Конечно, тут необходимо уточнение: видеть «творческие сны» на языке русских модернистов начала века имело смысл только на перегоне «a realibus ad realiora» — «от реального к реальнейшему» — по выражению Вячеслава Иванова. Набоков на столбовой дороге нового искусства ориентировался не хуже прочих, но не полюбил саму «маршрутную мысль». Оставив каузальные фишки бытия в небрежении, все свое внимание он уделил зыбкой промежуточной инстанции, предлогу «ad». Задачей его искусства стало превратить этот «ад» бессодержательности в «рай», в паузу эволюции, место благоденствия разума: «Старые книги ошибаются. Мир был создан в день отдыха» («Другие берега»).[4]
Разум Набокова открыт прежде всего вымыслу, сюжетно структурированному по законам сновидения. Сон есть искомая пауза жизни, а пауза жизни суть поэзия, по одну сторону от которой грубость «реального», по другую — бесплотность «реальнейшего».
«Настоящий человек», по Набокову, это всегда и только поэт, волонтер свободной зоны. Если мы не воспринимаем подобной надменной точки зрения в качестве возможной, то автора «Дара» лучше всего из головы выкинуть.

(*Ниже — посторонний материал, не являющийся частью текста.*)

//! # Wire Payloads
//!
//! Shapes of the three JSON documents the remote serves. Decoding is done
//! in full before any cache is touched, so a bad payload never leaves a
//! half-applied update behind.

use serde::{Deserialize, Serialize};

use crate::error::{MirrorError, Result};
use crate::models::PostData;

/// A thread document: a flat ordered post list, topic first.
///
/// Page listings reuse the same shape for their thread summaries, with a
/// truncated reply list and omitted counts on the topic.
#[derive(Debug, Clone, Default, PartialEq, Serialize, Deserialize)]
pub struct ThreadPayload {
    pub posts: Vec<PostData>,
}

impl ThreadPayload {
    /// Decodes a thread document, rejecting one without a topic post.
    pub fn from_slice(body: &[u8]) -> Result<Self> {
        let payload: ThreadPayload = serde_json::from_slice(body)?;
        payload.topic()?;
        Ok(payload)
    }

    pub fn topic(&self) -> Result<&PostData> {
        self.posts
            .first()
            .ok_or_else(|| MirrorError::MalformedPayload("thread has no posts".into()))
    }

    /// Splits into the topic and its replies, in arrival order.
    pub fn into_parts(self) -> Result<(PostData, Vec<PostData>)> {
        let mut posts = self.posts.into_iter();
        let topic = posts
            .next()
            .ok_or_else(|| MirrorError::MalformedPayload("thread has no posts".into()))?;
        Ok((topic, posts.collect()))
    }
}

/// One board index page: thread summaries in position order.
#[derive(Debug, Clone, Default, PartialEq, Serialize, Deserialize)]
pub struct PagePayload {
    pub threads: Vec<ThreadPayload>,
}

impl PagePayload {
    pub fn from_slice(body: &[u8]) -> Result<Self> {
        let payload: PagePayload = serde_json::from_slice(body)?;
        for summary in &payload.threads {
            summary.topic()?;
        }
        Ok(payload)
    }
}

/// One page of the catalog, each thread summarized by its topic post.
#[derive(Debug, Clone, Default, PartialEq, Serialize, Deserialize)]
pub struct CatalogPage {
    pub page: u32,
    #[serde(default)]
    pub threads: Vec<PostData>,
}

impl CatalogPage {
    /// Decodes the whole catalog document.
    pub fn list_from_slice(body: &[u8]) -> Result<Vec<Self>> {
        Ok(serde_json::from_slice(body)?)
    }
}

#[cfg(test)]
mod tests {
    use super::*;
    use serde_json::json;

    #[test]
    fn thread_payload_keeps_arrival_order() {
        let body = json!({ "posts": [
            { "no": 100, "resto": 0, "sub": "topic" },
            { "no": 101, "resto": 100 },
            { "no": 103, "resto": 100 },
        ]})
        .to_string();

        let (topic, replies) = ThreadPayload::from_slice(body.as_bytes())
            .unwrap()
            .into_parts()
            .unwrap();
        assert_eq!(topic.number, 100);
        assert_eq!(topic.subject, "topic");
        let numbers: Vec<u64> = replies.iter().map(|p| p.number).collect();
        assert_eq!(numbers, vec![101, 103]);
    }

    #[test]
    fn empty_thread_is_malformed() {
        let err = ThreadPayload::from_slice(br#"{"posts": []}"#).unwrap_err();
        assert!(matches!(err, MirrorError::MalformedPayload(_)));
    }

    #[test]
    fn invalid_json_is_malformed() {
        let err = PagePayload::from_slice(b"<html>").unwrap_err();
        assert!(matches!(err, MirrorError::MalformedPayload(_)));
    }

    #[test]
    fn page_summary_without_topic_is_rejected() {
        let body = json!({ "threads": [ { "posts": [ { "no": 1 } ] }, { "posts": [] } ] }).to_string();
        assert!(PagePayload::from_slice(body.as_bytes()).is_err());
    }

    #[test]
    fn catalog_decodes_pages_and_summaries() {
        let body = json!([
            { "page": 1, "threads": [ { "no": 100, "omitted_posts": 4, "last_replies": [ { "no": 150, "resto": 100 } ] } ] },
            { "page": 2, "threads": [ { "no": 200 } ] },
        ])
        .to_string();

        let pages = CatalogPage::list_from_slice(body.as_bytes()).unwrap();
        assert_eq!(pages.len(), 2);
        assert_eq!(pages[0].threads[0].omitted_posts, 4);
        assert_eq!(pages[0].threads[0].last_replies[0].number, 150);
        assert_eq!(pages[1].threads[0].number, 200);
    }
}
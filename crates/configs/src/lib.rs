//! # configs
//!
//! Runtime settings of the mirror, layered as:
//! defaults -> `config/mirror.toml` (optional) -> `MIRROR__*` environment.
//!
//! Example: `MIRROR__BOARD__NAME=v MIRROR__POLL__PAGES=1,2,3`.

use config::{Config, Environment, File, FileFormat};
use serde::Deserialize;
use thiserror::Error;

pub const DEFAULT_CONFIG_PATH: &str = "config/mirror";

#[derive(Error, Debug)]
pub enum ConfigError {
    #[error("failed to load configuration: {0}")]
    Load(#[from] config::ConfigError),

    #[error("invalid configuration: {0}")]
    Invalid(String),
}

#[derive(Debug, Clone, Default, Deserialize)]
#[serde(default)]
pub struct Settings {
    pub board: BoardSettings,
    pub http: HttpSettings,
    pub poll: PollSettings,
    pub log: LogSettings,
}

#[derive(Debug, Clone, Deserialize)]
#[serde(default)]
pub struct BoardSettings {
    pub name: String,
    pub https: bool,
    pub api_host: String,
    pub image_host: String,
    pub thumb_host: String,
    pub web_host: String,
}

impl Default for BoardSettings {
    fn default() -> Self {
        Self {
            name: "g".to_string(),
            https: true,
            api_host: "a.4cdn.org".to_string(),
            image_host: "i.4cdn.org".to_string(),
            thumb_host: "t.4cdn.org".to_string(),
            web_host: "boards.4chan.org".to_string(),
        }
    }
}

#[derive(Debug, Clone, Deserialize)]
#[serde(default)]
pub struct HttpSettings {
    pub user_agent: String,
    pub timeout_secs: u64,
}

impl Default for HttpSettings {
    fn default() -> Self {
        Self {
            user_agent: format!("chan-mirror/{}", env!("CARGO_PKG_VERSION")),
            timeout_secs: 10,
        }
    }
}

#[derive(Debug, Clone, Deserialize)]
#[serde(default)]
pub struct PollSettings {
    pub interval_secs: u64,
    pub pages: Vec<u32>,
    /// Poll the catalog in addition to the listed pages.
    pub catalog: bool,
    pub request_deadline_secs: u64,
}

impl Default for PollSettings {
    fn default() -> Self {
        Self {
            interval_secs: 30,
            pages: vec![1],
            catalog: false,
            request_deadline_secs: 20,
        }
    }
}

#[derive(Debug, Clone, Default, Deserialize)]
#[serde(default)]
pub struct LogSettings {
    pub json: bool,
}

impl Settings {
    /// Loads `.env`, then the optional config file and the environment.
    pub fn load() -> Result<Self, ConfigError> {
        if let Err(err) = dotenvy::dotenv() {
            if !err.not_found() {
                tracing::warn!(error = %err, "ignoring unreadable .env file");
            }
        }
        let raw = Config::builder()
            .add_source(File::with_name(DEFAULT_CONFIG_PATH).required(false))
            .add_source(environment())
            .build()?;
        Self::validated(raw.try_deserialize()?)
    }

    /// Builds settings from a TOML document over the defaults.
    pub fn from_toml_str(toml: &str) -> Result<Self, ConfigError> {
        let raw = Config::builder()
            .add_source(File::from_str(toml, FileFormat::Toml))
            .build()?;
        Self::validated(raw.try_deserialize()?)
    }

    fn validated(settings: Self) -> Result<Self, ConfigError> {
        if settings.board.name.trim().is_empty() {
            return Err(ConfigError::Invalid("board.name must not be empty".into()));
        }
        if settings.poll.interval_secs == 0 {
            return Err(ConfigError::Invalid("poll.interval_secs must be positive".into()));
        }
        if settings.poll.pages.is_empty() && !settings.poll.catalog {
            return Err(ConfigError::Invalid("nothing to poll: set poll.pages or poll.catalog".into()));
        }
        Ok(settings)
    }
}

fn environment() -> Environment {
    Environment::with_prefix("MIRROR")
        .prefix_separator("__")
        .separator("__")
        .try_parsing(true)
        .list_separator(",")
        .with_list_parse_key("poll.pages")
}

#[cfg(test)]
mod tests {
    use super::*;

    #[test]
    fn defaults_apply_to_missing_sections() {
        let settings = Settings::from_toml_str("[board]\nname = \"v\"\n").unwrap();
        assert_eq!(settings.board.name, "v");
        assert!(settings.board.https);
        assert_eq!(settings.board.api_host, "a.4cdn.org");
        assert_eq!(settings.http.timeout_secs, 10);
        assert_eq!(settings.poll.pages, vec![1]);
        assert!(!settings.log.json);
    }

    #[test]
    fn file_values_override_defaults() {
        let toml = r#"
            [board]
            name = "tv"
            https = false

            [poll]
            interval_secs = 5
            pages = [1, 2, 3]
            catalog = true
        "#;
        let settings = Settings::from_toml_str(toml).unwrap();
        assert!(!settings.board.https);
        assert_eq!(settings.poll.interval_secs, 5);
        assert_eq!(settings.poll.pages, vec![1, 2, 3]);
        assert!(settings.poll.catalog);
    }

    #[test]
    fn empty_board_name_is_rejected() {
        let err = Settings::from_toml_str("[board]\nname = \"\"\n").unwrap_err();
        assert!(matches!(err, ConfigError::Invalid(_)));
    }

    #[test]
    fn nothing_to_poll_is_rejected() {
        let err = Settings::from_toml_str("[poll]\npages = []\n").unwrap_err();
        assert!(matches!(err, ConfigError::Invalid(_)));
    }
}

Оригинальность позиции Набокова среди художников, воспринявших токи русского «серебряного века», в том и состоит, что для него равно вторичны и превозносимое символистами «реальнейшее», и милое сердцу акмеистов «реальное».
«Двойное бытие» художников «серебряного века» диктовало им и еще одну особенность их мировосприятия. Если существует двоемирие (у Набокова, можно сказать, «троемирие»), то один из двух миров оказывается неподлинным, карикатурным, пародийным. Что вызывает у художника скорее тревогу, даже ужас, чем тягу изобличать мнимости, выставлять их в смешном свете. Подменный мир — как раз тот, в котором пребывает художник. В большей степени, чем низким литературным жанром, пародия становится неотъемлемым элементом этой культуры — и в отношении искусства, и, что не менее существенно, в отношении жизни:
«Зачем вы пришли? — спросил Цинциннат, шагая по камере. — Ни вам этого не нужно, ни мне. Зачем? Ведь это дурно и неинтересно. Я же отлично вижу, что вы такая же пародия, как все, как все. И если меня угощают такой ловкой пародией на мать… Но представьте себе, например, что я возложил надежду на какой-нибудь далекий звук, как же мне верить в него, если даже вы обман»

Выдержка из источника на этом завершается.